_EXERCISE DETAILS_. An exact transcription of all the data is the expected reply.

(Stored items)
※
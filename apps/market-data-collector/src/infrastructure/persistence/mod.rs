//! Persistence - sharded SQLite storage.
//!
//! - `store`: shard cache, writes, reads, retention sweeps
//! - `schema`: per-kind tables and statements
//! - `retention`: retention windows and the daily maintenance window

mod retention;
mod schema;
mod store;

use thiserror::Error;

use crate::domain::DomainError;

pub use retention::{MaintenanceWindow, RetentionPolicy};
pub use schema::table_name;
pub use store::{ReadQuery, ShardedStore, StoreConfig, is_fresh};

/// Storage errors. These stay inside the store: `write` reports a boolean
/// and reads degrade to empty results.
#[derive(Debug, Error)]
pub enum StoreError {
    /// SQLite failure.
    #[error("SQLite error: {0}")]
    Sqlite(#[from] rusqlite::Error),

    /// Filesystem failure.
    #[error("IO error: {0}")]
    Io(#[from] std::io::Error),

    /// Payload could not be encoded.
    #[error("JSON error: {0}")]
    Json(#[from] serde_json::Error),

    /// Record could not be routed to a shard.
    #[error("Routing error: {0}")]
    Routing(#[from] DomainError),

    /// Record lacks a field its table needs.
    #[error("Record is missing {0}")]
    MissingField(&'static str),

    /// Shard could not be opened.
    #[error("Shard unavailable")]
    ShardMissing,
}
※
_SOLVED PROBLEM_.
filename apps/market-data-collector/src/infrastructure/persistence/mod.rs
//! Persistence - sharded SQLite storage.
//!
//! - `store`: shard cache, writes, reads, retention sweeps
//! - `schema`: per-kind tables and statements
//! - `retention`: retention windows and the daily maintenance window

mod retention;
mod schema;
mod store;

use thiserror::Error;

use crate::domain::DomainError;

pub use retention::{MaintenanceWindow, RetentionPolicy};
pub use schema::table_name;
pub use store::{ReadQuery, ShardedStore, StoreConfig, is_fresh};

/// Storage errors. These stay inside the store: `write` reports a boolean
/// and reads degrade to empty results.
#[derive(Debug, Error)]
pub enum StoreError {
    /// SQLite failure.
    #[error("SQLite error: {0}")]
    Sqlite(#[from] rusqlite::Error),

    /// Filesystem failure.
    #[error("IO error: {0}")]
    Io(#[from] std::io::Error),

    /// Payload could not be encoded.
    #[error("JSON error: {0}")]
    Json(#[from] serde_json::Error),

    /// Record could not be routed to a shard.
    #[error("Routing error: {0}")]
    Routing(#[from] DomainError),

    /// Record lacks a field its table needs.
    #[error("Record is missing {0}")]
    MissingField(&'static str),

    /// Shard could not be opened.
    #[error("Shard unavailable")]
    ShardMissing,
}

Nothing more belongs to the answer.